Rasso von Andechs
auch: Ratho, Razzo, Batho, Bartho
Gedenktag katholisch: 19. Juni
Name bedeutet: der Schnelle (althochdt.)
Rasso war der traditionellen Überlieferung nach ein Sohn des Grafen von Rathold
Dießen-Andechs;
seine Mutter war demnach vor ihrem grausamen Gemahl geflohen und brachte ihn auf freiem Feld nördlich von Untermühlhausen
zur Welt an der Stelle, an der heute ein Gedenkstein
und nahebei eine Kapelle stehen. Rasso wurde
demnach 2,50 Meter groß 1, Ritter, berühmter Feldherr und
zwischen 909 und 948 von Herzog Heinrich I. mehrfach zur Abwehr von Angriffen der Ungarn im Innviertel eingesetzt, deshalb
wird er auch als Statthalter in Österreich
bezeichnet; beim letzten Gefecht habe er das Kreuz von
Karl „dem Großen” getragen, das ein dereinst ein
Engel dem Kaiser überbracht hatte.
Tatsächlich gab es das Grafengeschlecht von Dießen-Andechs; zur Zeit von Raso noch nicht, aber die späteren Grafen von Dießen und Andechs beriefen sich auf ihn als Ahnherrn. Nach der ältesten Andechser Überlieferung stammte er aus Frankreich.
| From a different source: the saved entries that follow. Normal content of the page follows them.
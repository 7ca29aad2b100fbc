use anyhow::{Context, Result};
use chrono::Local;
use comfy_table::Table;
use tracing::{info, info_span};

use trialdash_cli::config::ReportConfig;
use trialdash_cli::pipeline::{PipelineResult, RunOptions, run_pipeline};
use trialdash_ingest::HttpFetcher;
use trialdash_output::sheet_file_name;
use trialdash_tables::SheetId;

use crate::cli::{ConfigArg, ReportArgs};
use crate::summary::apply_table_style;

pub fn run_tables() -> Result<()> {
    let mut table = Table::new();
    table.set_header(vec!["Id", "Sheet", "File", "Title"]);
    apply_table_style(&mut table);
    for id in SheetId::ALL {
        table.add_row(vec![
            id.id().to_string(),
            id.sheet_name().to_string(),
            sheet_file_name(id.sheet_name()),
            id.title().to_string(),
        ]);
    }
    println!("{table}");
    Ok(())
}

pub fn run_check_config(args: &ConfigArg) -> Result<()> {
    let config = ReportConfig::load(&args.config)?;
    let mut table = Table::new();
    table.set_header(vec!["Setting", "Value"]);
    apply_table_style(&mut table);
    let optional = |location: Option<trialdash_ingest::Location>| {
        location.map_or_else(|| "-".to_string(), |location| location.to_string())
    };
    let subjects = config.subjects();
    let window = config.window(Local::now().date_naive());
    let rows = [
        ("display terms", config.display_terms().to_string()),
        ("screening sites", optional(config.screening_sites())),
        ("site activation", optional(config.site_activation())),
        (
            "subjects",
            format!("{} ({:?})", subjects.location, subjects.format),
        ),
        ("events", optional(config.events())),
        ("units", config.sources.units.join(", ")),
        ("report window", window.range_message()),
        ("consent days", config.report.consent_days.to_string()),
        (
            "fetch timeout",
            format!("{}s", config.report.fetch_timeout_secs),
        ),
        ("output dir", config.output_dir().display().to_string()),
        ("write json", config.report.write_json.to_string()),
    ];
    for (setting, value) in rows {
        table.add_row(vec![setting.to_string(), value]);
    }
    println!("{table}");
    Ok(())
}

pub fn run_report(args: &ReportArgs) -> Result<PipelineResult> {
    let mut config = ReportConfig::load(&args.config.config)?;
    apply_overrides(&mut config, args);
    config.validate().context("invalid report settings")?;

    let window = config.window(Local::now().date_naive());
    let span = info_span!("report", today = %window.today, end = %window.end);
    let _guard = span.enter();
    info!(range = %window.range_message(), "starting report");

    let fetcher = HttpFetcher::new(config.fetch_timeout()).context("build http client")?;
    let options = RunOptions {
        dry_run: args.dry_run,
        write_json: args.json || config.report.write_json,
    };
    run_pipeline(&config, &window, options, &fetcher)
}

fn apply_overrides(config: &mut ReportConfig, args: &ReportArgs) {
    let report = &mut config.report;
    if let Some(date) = args.report_date {
        report.report_date = Some(date);
    }
    if let Some(date) = args.end_date {
        report.report_end = Some(date);
    }
    if let Some(days) = args.report_days {
        report.report_days = days;
    }
    if let Some(days) = args.consent_days {
        report.consent_days = days;
    }
    // Flags are relative to the working directory, not the config file.
    if let Some(dir) = &args.output_dir {
        report.output_dir = std::path::absolute(dir).unwrap_or_else(|_| dir.clone());
    }
}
Die Tradition berichtet, dass er nach der Abwehr der Ungarn den Kriegsdienst quittierte und 951 in Wörth - dem heutigen
Grafrath - ein Kloster der
Benediktiner gründete, das aber schon 955 von den Ungarn zerstört wurde. Rasso begab
sich demnach dann auf Pilgerfahrt ins Heilige Land, brachte wertvolle Reliquien -
darunter Partikel des Kreuzes Christi und seiner Dornenkrone - mit und
legte damit den Grundstock für den berühmten Heiligen Schatz
, der im
Kloster Andechs noch heute gezeigt wird. Er
trat 952 - kinderlos geblieben - selbst als Laienbruder in sein Kloster ein.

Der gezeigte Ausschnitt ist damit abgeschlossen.